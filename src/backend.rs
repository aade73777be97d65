//! Provider Backend Adapter
//!
//! Owns the single provider client for the configured backend variant,
//! fills in configured model defaults, and refuses capabilities the variant
//! cannot serve before any network call is made.

use std::sync::Arc;

use crate::config::{BackendKind, ProviderConfig};
use crate::error::{GatewayError, Result};
use crate::providers::{GeneratedImages, OpenAiClient, ProviderApi, supports};
use crate::types::{Capability, ChatRequest, ImageRequest, SpeechRequest};

/// Capability front for one provider client.
#[derive(Clone)]
pub struct ProviderBackend {
    config: Arc<ProviderConfig>,
    api: Arc<dyn ProviderApi>,
}

impl std::fmt::Debug for ProviderBackend {
    fn fmt(&self, f: &mut std::fmt::Formatter<'_>) -> std::fmt::Result {
        f.debug_struct("ProviderBackend")
            .field("provider", &self.provider_id())
            .finish()
    }
}

impl ProviderBackend {
    /// Build the HTTP client for the configured variant.
    pub fn from_config(config: ProviderConfig) -> Result<Self> {
        let api = OpenAiClient::new(&config)?;
        Ok(Self::new(config, Arc::new(api)))
    }

    pub fn new(config: ProviderConfig, api: Arc<dyn ProviderApi>) -> Self {
        Self {
            config: Arc::new(config),
            api,
        }
    }

    pub fn config(&self) -> &ProviderConfig {
        &self.config
    }

    pub fn kind(&self) -> BackendKind {
        self.config.kind()
    }

    pub fn provider_id(&self) -> &'static str {
        self.config.provider_id()
    }

    pub fn api(&self) -> Arc<dyn ProviderApi> {
        Arc::clone(&self.api)
    }

    /// Fail fast when the active variant cannot serve `capability`.
    pub fn ensure_supported(&self, capability: Capability) -> Result<()> {
        if supports(self.kind(), capability) {
            return Ok(());
        }
        tracing::warn!(
            provider = self.provider_id(),
            capability = capability.as_str(),
            "Capability not supported by backend"
        );
        Err(GatewayError::UnsupportedCapability {
            capability: capability.as_str().to_string(),
            backend: self.kind().display_name().to_string(),
        })
    }

    /// Explicit override or the configured model for `capability`.
    pub fn resolve_model(&self, capability: Capability, requested: Option<&str>) -> String {
        requested
            .filter(|m| !m.is_empty())
            .unwrap_or_else(|| self.config.model_for(capability))
            .to_string()
    }

    /// Returns the model used and the raw completion payload.
    pub async fn chat(&self, request: &ChatRequest) -> Result<(String, serde_json::Value)> {
        self.ensure_supported(Capability::Chat)?;
        let model = self.resolve_model(Capability::Chat, request.model.as_deref());
        let raw = self.api.create_chat_completion(&model, request).await?;
        Ok((model, raw))
    }

    /// Image generation always uses the configured image model.
    pub async fn image(&self, request: &ImageRequest) -> Result<(String, GeneratedImages)> {
        self.ensure_supported(Capability::Image)?;
        let model = self.config.image_model.clone();
        let images = self.api.generate_images(&model, request).await?;
        Ok((model, images))
    }

    /// Returns the voice used and the audio bytes.
    pub async fn speech(&self, request: &SpeechRequest) -> Result<(String, Vec<u8>)> {
        self.ensure_supported(Capability::Audio)?;
        let model = self.resolve_model(Capability::Audio, request.model.as_deref());
        let voice = request
            .voice
            .clone()
            .filter(|v| !v.is_empty())
            .unwrap_or_else(|| self.config.default_voice.clone());
        let audio = self.api.create_speech(&model, &voice, request).await?;
        Ok((voice, audio))
    }

    pub async fn close(&self) -> Result<()> {
        self.api.close().await
    }
}
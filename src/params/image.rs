//! Image parameter normalization.

use std::str::FromStr;

use super::NormalizeParams;
use crate::error::{GatewayError, Result};
use crate::types::{ImageParams, ImageQuality, ImageRequest, ImageSize};

pub const MIN_IMAGE_COUNT: i64 = 1;
pub const MAX_IMAGE_COUNT: i64 = 10;

impl FromStr for ImageSize {
    type Err = GatewayError;

    fn from_str(s: &str) -> Result<Self> {
        match s.to_ascii_lowercase().as_str() {
            "1024x1024" => Ok(Self::Square1024),
            "1024x1536" => Ok(Self::Portrait1024x1536),
            "1536x1024" => Ok(Self::Landscape1536x1024),
            "auto" => Ok(Self::Auto),
            _ => Err(GatewayError::invalid_choice("size", &Self::ACCEPTED, s)),
        }
    }
}

impl FromStr for ImageQuality {
    type Err = GatewayError;

    /// Accepts the legacy `standard` and `hd` presets as `medium` and `high`.
    fn from_str(s: &str) -> Result<Self> {
        match s.to_ascii_lowercase().as_str() {
            "low" => Ok(Self::Low),
            "medium" | "standard" => Ok(Self::Medium),
            "high" | "hd" => Ok(Self::High),
            "auto" => Ok(Self::Auto),
            _ => Err(GatewayError::invalid_choice("quality", &Self::ACCEPTED, s)),
        }
    }
}

impl NormalizeParams for ImageParams {
    type Output = ImageRequest;

    fn normalize(self) -> Result<ImageRequest> {
        if !(MIN_IMAGE_COUNT..=MAX_IMAGE_COUNT).contains(&self.count) {
            return Err(GatewayError::invalid_field(
                "count",
                "count must be between 1 and 10",
            ));
        }
        let quality = self.quality.parse::<ImageQuality>()?;
        let size = self.size.parse::<ImageSize>()?;

        Ok(ImageRequest {
            prompt: self.prompt,
            size,
            quality,
            count: self.count as u8,
            user: self.user,
        })
    }
}
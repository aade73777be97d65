//! Binary artifacts produced by provider calls.

/// Default content type for payloads with no known mapping.
pub const DEFAULT_CONTENT_TYPE: &str = "application/octet-stream";

/// Storage category of an artifact.
#[derive(Debug, Clone, Copy, PartialEq, Eq, Hash)]
pub enum ArtifactCategory {
    Images,
    Audio,
    Videos,
}

impl ArtifactCategory {
    pub fn as_str(&self) -> &'static str {
        match self {
            Self::Images => "images",
            Self::Audio => "audio",
            Self::Videos => "videos",
        }
    }

    /// Asset label used in missing-URL errors.
    pub fn asset_type(&self) -> &'static str {
        match self {
            Self::Images => "image",
            Self::Audio => "audio",
            Self::Videos => "video",
        }
    }
}

/// Artifact payload before persistence.
#[derive(Debug, Clone, PartialEq, Eq)]
pub enum ArtifactPayload {
    Bytes(Vec<u8>),
    /// Base64 text that still has to be decoded.
    Base64(String),
}

/// A binary output awaiting persistence. Consumed by value exactly once.
#[derive(Debug, Clone, PartialEq, Eq)]
pub struct MediaArtifact {
    pub payload: ArtifactPayload,
    pub category: ArtifactCategory,
    pub extension: String,
    pub content_type: String,
}

impl MediaArtifact {
    pub fn bytes(
        data: Vec<u8>,
        category: ArtifactCategory,
        extension: impl Into<String>,
        content_type: impl Into<String>,
    ) -> Self {
        Self {
            payload: ArtifactPayload::Bytes(data),
            category,
            extension: extension.into(),
            content_type: content_type.into(),
        }
    }

    pub fn base64(
        data: impl Into<String>,
        category: ArtifactCategory,
        extension: impl Into<String>,
        content_type: impl Into<String>,
    ) -> Self {
        Self {
            payload: ArtifactPayload::Base64(data.into()),
            category,
            extension: extension.into(),
            content_type: content_type.into(),
        }
    }

    /// Length of the raw payload (encoded length for base64).
    pub fn len(&self) -> usize {
        match &self.payload {
            ArtifactPayload::Bytes(b) => b.len(),
            ArtifactPayload::Base64(s) => s.len(),
        }
    }

    pub fn is_empty(&self) -> bool {
        self.len() == 0
    }
}
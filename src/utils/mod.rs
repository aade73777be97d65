//! Utility helpers shared by provider clients.

pub mod http_headers;
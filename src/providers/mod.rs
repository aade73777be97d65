//! Provider Module
//!
//! The [`ProviderApi`] port is the seam between the backend adapter and the
//! wire client. Both backend variants are served by one implementation,
//! [`openai::OpenAiClient`]; tests substitute their own.

pub mod capabilities;
pub mod openai;
pub mod types;

pub use capabilities::{CapabilitySupport, capability_support, supports};
pub use openai::OpenAiClient;
pub use types::{GeneratedImage, GeneratedImages, VideoPoll};

use async_trait::async_trait;

use crate::config::BackendKind;
use crate::error::Result;
use crate::types::{ChatRequest, ImageRequest, SpeechRequest, VideoRequest, VideoVariant};

/// Capability operations of the provider API.
///
/// Implementations hold one long-lived HTTP client and are shared by every
/// concurrent call.
#[async_trait]
pub trait ProviderApi: Send + Sync {
    /// Backend variant this client is bound to.
    fn kind(&self) -> BackendKind;

    /// `chat.create`; returns the raw completion payload.
    async fn create_chat_completion(
        &self,
        model: &str,
        request: &ChatRequest,
    ) -> Result<serde_json::Value>;

    /// `images.generate`
    async fn generate_images(&self, model: &str, request: &ImageRequest) -> Result<GeneratedImages>;

    /// `audio.speech.create`; returns the rendered audio bytes.
    async fn create_speech(
        &self,
        model: &str,
        voice: &str,
        request: &SpeechRequest,
    ) -> Result<Vec<u8>>;

    /// Submit a video job.
    async fn create_video(&self, model: &str, request: &VideoRequest) -> Result<VideoPoll>;

    /// Fetch the current state of a video job.
    async fn retrieve_video(&self, video_id: &str) -> Result<VideoPoll>;

    /// Download one derived asset of a completed video job.
    async fn download_video_content(&self, video_id: &str, variant: VideoVariant)
    -> Result<Vec<u8>>;

    /// Release the client. Called once at shutdown.
    async fn close(&self) -> Result<()> {
        Ok(())
    }
}
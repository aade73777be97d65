//! Types Module
//!
//! Capability-tagged request and result types shared by the normalizer,
//! the provider adapter, and the response normalizer.

pub mod artifact;
pub mod audio;
pub mod capability;
pub mod chat;
pub mod image;
pub mod video;

pub use artifact::{ArtifactCategory, ArtifactPayload, DEFAULT_CONTENT_TYPE, MediaArtifact};
pub use audio::{SpeechParams, SpeechRequest, SpeechResult};
pub use capability::Capability;
pub use chat::{ChatParams, ChatRequest, ChatResult, ResponseFormat};
pub use image::{ImageEntry, ImageParams, ImageQuality, ImageRequest, ImageResult, ImageSize};
pub use video::{
    VideoJob, VideoJobStatus, VideoParams, VideoRequest, VideoResult, VideoSeconds, VideoVariant,
};
//! Blob naming.
//!
//! `{prefix?}/{category_root}/{yyyyMMddTHHmmss}-{32 hex}.{ext}`, empty segments omitted.

use chrono::{DateTime, Utc};
use uuid::Uuid;

use crate::config::StorageConfig;

const FALLBACK_CATEGORY: &str = "media";

/// Builds storage paths for persisted artifacts.
#[derive(Debug, Clone, PartialEq, Eq)]
pub struct BlobNamer {
    path_prefix: Option<String>,
    image_root: String,
    audio_root: String,
    video_root: String,
}

impl BlobNamer {
    pub fn new(config: &StorageConfig) -> Self {
        Self {
            path_prefix: config.path_prefix.clone(),
            image_root: config.image_root.clone(),
            audio_root: config.audio_root.clone(),
            video_root: config.video_root.clone(),
        }
    }

    /// Storage root for a category. Unknown categories are used literally.
    pub fn root_for_category<'a>(&'a self, category: &'a str) -> &'a str {
        let normalized = category.trim_matches('/');
        let normalized = if normalized.is_empty() {
            FALLBACK_CATEGORY
        } else {
            normalized
        };
        match normalized {
            "images" | "image" => &self.image_root,
            "audio" => &self.audio_root,
            "videos" | "video" => &self.video_root,
            other => other,
        }
    }

    /// Fresh name for an artifact, unique per call.
    pub fn blob_name(&self, category: &str, extension: &str) -> String {
        self.blob_name_at(category, extension, Utc::now(), Uuid::new_v4())
    }

    pub fn blob_name_at(
        &self,
        category: &str,
        extension: &str,
        now: DateTime<Utc>,
        unique: Uuid,
    ) -> String {
        let filename = format!(
            "{}-{}.{}",
            now.format("%Y%m%dT%H%M%S"),
            unique.simple(),
            extension
        );
        [
            self.path_prefix.as_deref().unwrap_or(""),
            self.root_for_category(category),
            filename.as_str(),
        ]
        .iter()
        .filter(|segment| !segment.is_empty())
        .copied()
        .collect::<Vec<_>>()
        .join("/")
    }
}
//! Video Generation Types
//!
//! Request, job-handle, and result types for the task-based video API.

use serde::{Deserialize, Deserializer, Serialize};

/// Accepted clip durations.
#[derive(Debug, Clone, Copy, PartialEq, Eq, Hash)]
pub enum VideoSeconds {
    Four,
    Eight,
    Twelve,
}

impl VideoSeconds {
    pub fn as_u32(&self) -> u32 {
        match self {
            Self::Four => 4,
            Self::Eight => 8,
            Self::Twelve => 12,
        }
    }
}

/// Downloadable asset variants of a completed video job.
#[derive(Debug, Clone, Copy, PartialEq, Eq, Hash)]
pub enum VideoVariant {
    Video,
    Thumbnail,
    Spritesheet,
}

impl VideoVariant {
    pub const ACCEPTED: [&'static str; 3] = ["video", "thumbnail", "spritesheet"];

    pub fn as_str(&self) -> &'static str {
        match self {
            Self::Video => "video",
            Self::Thumbnail => "thumbnail",
            Self::Spritesheet => "spritesheet",
        }
    }
}

/// Raw video arguments as received from the tool-calling layer.
#[derive(Debug, Clone, Serialize, Deserialize)]
#[serde(default)]
pub struct VideoParams {
    /// Description of the motion scene to synthesize.
    pub prompt: String,
    pub model: Option<String>,
    /// Clip duration; must be 4, 8, or 12.
    pub seconds: i64,
    /// Output resolution such as `720x1280`; validated by the provider.
    pub size: String,
    /// Download target: `video`, `thumbnail`, or `spritesheet`.
    pub variant: String,
}

impl Default for VideoParams {
    fn default() -> Self {
        Self {
            prompt: String::new(),
            model: None,
            seconds: 4,
            size: "720x1280".to_string(),
            variant: "video".to_string(),
        }
    }
}

impl VideoParams {
    pub fn new(prompt: impl Into<String>) -> Self {
        Self {
            prompt: prompt.into(),
            ..Default::default()
        }
    }

    pub fn with_seconds(mut self, seconds: i64) -> Self {
        self.seconds = seconds;
        self
    }

    pub fn with_size(mut self, size: impl Into<String>) -> Self {
        self.size = size.into();
        self
    }

    pub fn with_variant(mut self, variant: impl Into<String>) -> Self {
        self.variant = variant.into();
        self
    }
}

/// Normalized video request.
#[derive(Debug, Clone)]
pub struct VideoRequest {
    pub prompt: String,
    pub model: Option<String>,
    pub seconds: VideoSeconds,
    pub size: String,
    pub variant: VideoVariant,
}

/// Video job status as reported by the provider.
#[derive(Debug, Clone, PartialEq, Eq, Serialize, Deserialize)]
#[serde(from = "String", into = "String")]
pub enum VideoJobStatus {
    Queued,
    InProgress,
    Completed,
    Failed,
    /// Provider-defined status this crate does not know about.
    Other(String),
}

impl VideoJobStatus {
    pub fn as_str(&self) -> &str {
        match self {
            Self::Queued => "queued",
            Self::InProgress => "in_progress",
            Self::Completed => "completed",
            Self::Failed => "failed",
            Self::Other(s) => s.as_str(),
        }
    }

    /// `completed` and `failed` end the job; every other status keeps polling.
    pub fn is_terminal(&self) -> bool {
        matches!(self, Self::Completed | Self::Failed)
    }
}

impl From<String> for VideoJobStatus {
    fn from(value: String) -> Self {
        match value.as_str() {
            "queued" => Self::Queued,
            "in_progress" => Self::InProgress,
            "completed" => Self::Completed,
            "failed" => Self::Failed,
            _ => Self::Other(value),
        }
    }
}

impl From<VideoJobStatus> for String {
    fn from(value: VideoJobStatus) -> Self {
        value.as_str().to_string()
    }
}

impl std::fmt::Display for VideoJobStatus {
    fn fmt(&self, f: &mut std::fmt::Formatter<'_>) -> std::fmt::Result {
        f.write_str(self.as_str())
    }
}

/// Handle to a provider video job, owned by one request.
#[derive(Debug, Clone, PartialEq, Serialize, Deserialize)]
pub struct VideoJob {
    pub id: String,
    pub status: VideoJobStatus,
    #[serde(default)]
    pub model: Option<String>,
    #[serde(default)]
    pub size: Option<String>,
    #[serde(default, deserialize_with = "string_or_number")]
    pub seconds: Option<String>,
    #[serde(default)]
    pub progress: Option<u32>,
}

fn string_or_number<'de, D>(deserializer: D) -> Result<Option<String>, D::Error>
where
    D: Deserializer<'de>,
{
    let value = Option::<serde_json::Value>::deserialize(deserializer)?;
    Ok(match value {
        Some(serde_json::Value::String(s)) => Some(s),
        Some(serde_json::Value::Number(n)) => Some(n.to_string()),
        _ => None,
    })
}

/// Flattened video generation result.
#[derive(Debug, Clone, PartialEq, Serialize, Deserialize)]
pub struct VideoResult {
    pub video_id: String,
    pub status: String,
    pub model: Option<String>,
    pub size: Option<String>,
    pub seconds: Option<String>,
    pub variant: String,
    pub byte_length: usize,
    pub blob_url: String,
}

#[cfg(test)]
mod tests {
    use super::*;

    #[test]
    fn job_status_terminality() {
        assert!(!VideoJobStatus::Queued.is_terminal());
        assert!(!VideoJobStatus::InProgress.is_terminal());
        assert!(!VideoJobStatus::Other("preprocessing".into()).is_terminal());
        assert!(VideoJobStatus::Completed.is_terminal());
        assert!(VideoJobStatus::Failed.is_terminal());
    }

    #[test]
    fn job_deserializes_numeric_or_string_seconds() {
        let job: VideoJob = serde_json::from_value(serde_json::json!({
            "id": "video_1",
            "object": "video",
            "status": "in_progress",
            "model": "sora-2",
            "seconds": "8",
            "size": "1280x720",
            "progress": 40
        }))
        .unwrap();
        assert_eq!(job.status, VideoJobStatus::InProgress);
        assert_eq!(job.seconds.as_deref(), Some("8"));

        let job: VideoJob = serde_json::from_value(serde_json::json!({
            "id": "video_2",
            "status": "rendering",
            "seconds": 12
        }))
        .unwrap();
        assert_eq!(job.status, VideoJobStatus::Other("rendering".into()));
        assert_eq!(job.seconds.as_deref(), Some("12"));
        assert_eq!(job.model, None);
    }
}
━━━━
_WORK TASK:_ Copy all the lines above that hold the string "super".

_SOLVED PROBLEM:_
use super::NormalizeParams;
    use super::*;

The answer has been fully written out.